Toni Morrison: ‘We used to be called citizens. Now we’re called taxpayers’

Alex Needham in The Guardian:

On forgiveness

Tony“The really vile and violent and bestial treatment of slaves and their descendants did not succeed in making those descendants reproduce that violence and that corruption and that bestiality. It’s contemporary, but the survivors and the family members who were killed in that church [in Charleston] did not say of the killer ‘I want him dead’ – it was something grander and more humane. It was eloquent and elegant, the response of forgiveness. We sometimes understand that generosity, and I’m not going to tear you up, as a kind of weakness whereas I always thought that that was extreme strength.”

On her experience of community in the deep south

“When we were travelling in the south, there were carriages where black people sat but the most important thing was the porters, who gave you twice as much orange juice and four sandwiches and two pillows – they were so excessively generous and kind that it was like a luxury car. I was thinking not too long ago that when I was at Cornell and I saw a black man I would run toward him – then I thought that these days, with all the discussion about black men as threats, I may not do that. But I certainly wouldn’t run toward a white man, I might just have to flip along by myself.”

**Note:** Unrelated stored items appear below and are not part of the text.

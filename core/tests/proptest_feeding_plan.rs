use fidofeed_core::domain::feeding_plan::splitter::{
    MAX_DAILY_GRAMS, build_feeding_plan, meal_count, split_portions,
};
use proptest::prelude::*;
use proptest::test_runner::Config;

/// Ages in `(0, 240]`, mixing arbitrary fractions with whole months so the
/// bracket boundaries are hit.
fn age_in_months() -> impl Strategy<Value = f64> {
    prop_oneof![
        1e-6_f64..=240.0,
        (1_u32..=240).prop_map(f64::from),
    ]
}

fn daily_grams() -> impl Strategy<Value = f64> {
    prop_oneof![
        f64::MIN_POSITIVE..=MAX_DAILY_GRAMS,
        (1_u32..=1_000_000).prop_map(f64::from),
        0.001_f64..=10.0,
    ]
}

proptest! {
    #![proptest_config(Config::with_cases(512))]

    #[test]
    fn portions_add_up_to_daily_total(age in age_in_months(), daily in daily_grams()) {
        let plan = build_feeding_plan(age, daily).expect("valid plan input");

        prop_assert_eq!(plan.total_grams(), daily);
        prop_assert!(plan.meals.iter().all(|m| m.portion_grams >= 0.0));
    }

    #[test]
    fn only_first_portion_carries_remainder(age in age_in_months(), daily in daily_grams()) {
        let plan = build_feeding_plan(age, daily).expect("valid plan input");
        let (first, rest) = plan.meals.split_first().expect("at least one meal");

        for meal in rest {
            prop_assert_eq!(meal.portion_grams, meal.portion_grams.trunc());
            prop_assert_eq!(meal.portion_grams, rest[0].portion_grams);
            prop_assert!(first.portion_grams >= meal.portion_grams);
        }
    }

    #[test]
    fn meal_count_follows_age(age in age_in_months(), daily in daily_grams()) {
        let plan = build_feeding_plan(age, daily).expect("valid plan input");
        let expected = if age <= 12.0 { 3 } else { 2 };

        prop_assert_eq!(plan.meals.len(), expected);
        prop_assert_eq!(meal_count(age), expected);
        prop_assert_eq!(plan.recommendations.len(), 4);
    }

    #[test]
    fn split_is_lossless_for_any_count(daily in daily_grams(), count in 1_usize..=6) {
        let portions = split_portions(daily, count);

        prop_assert_eq!(portions.len(), count);
        prop_assert_eq!(portions.iter().sum::<f64>(), daily);
    }

    #[test]
    fn rejects_totals_out_of_range(age in age_in_months(), excess in 1e-3_f64..1e6) {
        prop_assert!(build_feeding_plan(age, MAX_DAILY_GRAMS + excess).is_err());
        prop_assert!(build_feeding_plan(age, -excess).is_err());
    }
}
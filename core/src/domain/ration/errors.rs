use thiserror::Error;

#[derive(Debug, Clone, PartialEq, Error)]
pub enum RationError {
    #[error("Breed \"{0}\" was not found in the breed table")]
    UnknownBreed(String),

    #[error("Age must be a positive number of months, got {0}")]
    InvalidAge(f64),

    #[error("Weight must be a positive number of kilograms, got {0}")]
    InvalidWeight(f64),
}
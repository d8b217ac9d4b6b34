use std::future::Future;

use crate::domain::{
    common::entities::app_errors::CoreError,
    feeding_plan::{
        entities::FeedingPlan,
        value_objects::{GenerateFeedingPlanInput, GeneratedFeedingPlan},
    },
};

pub trait FeedingPlanService: Send + Sync {
    /// Deterministic split of a daily total into meals.
    fn plan_meals(&self, age_in_months: f64, daily_grams: f64) -> Result<FeedingPlan, CoreError>;

    /// Asks the language model for a plan and reconciles it with the exact-sum rule.
    fn generate_feeding_plan(
        &self,
        input: GenerateFeedingPlanInput,
    ) -> impl Future<Output = Result<GeneratedFeedingPlan, CoreError>> + Send;
}
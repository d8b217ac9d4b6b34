use axum::{
    Extension,
    extract::{Path, State},
};
use fidofeed_core::domain::pet::{entities::WeightEntry, ports::PetService};
use serde::{Deserialize, Serialize};
use utoipa::ToSchema;
use uuid::Uuid;

use crate::application::{
    device_middleware::DeviceContext,
    http::server::{
        api_entities::{api_error::ApiError, response::Response},
        app_state::AppState,
    },
};

#[derive(Debug, Serialize, Deserialize, ToSchema, PartialEq)]
pub struct WeightHistoryResponse {
    /// Oldest entry first.
    pub data: Vec<WeightEntry>,
}

#[utoipa::path(
    get,
    path = "/{pet_id}/weights",
    tag = "pet",
    summary = "Weight history",
    params(
        ("pet_id" = Uuid, Path, description = "Pet ID"),
        ("X-Device-Id" = Option<String>, Header, description = "Device owning the pets"),
    ),
    responses(
        (status = 200, body = WeightHistoryResponse),
        (status = 404, description = "Pet not found")
    )
)]
pub async fn get_weight_history(
    Path(pet_id): Path<Uuid>,
    State(state): State<AppState>,
    Extension(device_context): Extension<DeviceContext>,
) -> Result<Response<WeightHistoryResponse>, ApiError> {
    let history = state
        .service
        .get_weight_history(&device_context.device_id, pet_id)
        .await
        .map_err(ApiError::from)?;

    Ok(Response::OK(WeightHistoryResponse { data: history }))
}
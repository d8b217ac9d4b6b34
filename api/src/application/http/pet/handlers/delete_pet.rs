use axum::{
    Extension,
    extract::{Path, State},
};
use fidofeed_core::domain::pet::ports::PetService;
use uuid::Uuid;

use crate::application::{
    device_middleware::DeviceContext,
    http::server::{
        api_entities::{api_error::ApiError, response::Response},
        app_state::AppState,
    },
};

#[utoipa::path(
    delete,
    path = "/{pet_id}",
    tag = "pet",
    summary = "Delete pet",
    params(
        ("pet_id" = Uuid, Path, description = "Pet ID"),
        ("X-Device-Id" = Option<String>, Header, description = "Device owning the pets"),
    ),
    responses(
        (status = 204, description = "Pet deleted"),
        (status = 404, description = "Pet not found")
    )
)]
pub async fn delete_pet(
    Path(pet_id): Path<Uuid>,
    State(state): State<AppState>,
    Extension(device_context): Extension<DeviceContext>,
) -> Result<Response<()>, ApiError> {
    state
        .service
        .delete_pet(&device_context.device_id, pet_id)
        .await
        .map_err(ApiError::from)?;

    Ok(Response::NoContent)
}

On her father’s hatred of white people

“Was he racist? Big time. He wouldn’t let white people in the house. My mother was just the opposite – she didn’t care who you were if you were nice to her. Later, I went down to the little town in Georgia where my father was born and one of the men who was a child at the time said that my father had seen two black men lynched on his street – they were businessmen, they had little stores and so on. He was 14 and he left and went to California and ended up living in Ohio. I think seeing that at 14 – the lynching of two neighbours – and that’s why he thought that white people were incorrigible.”

More here.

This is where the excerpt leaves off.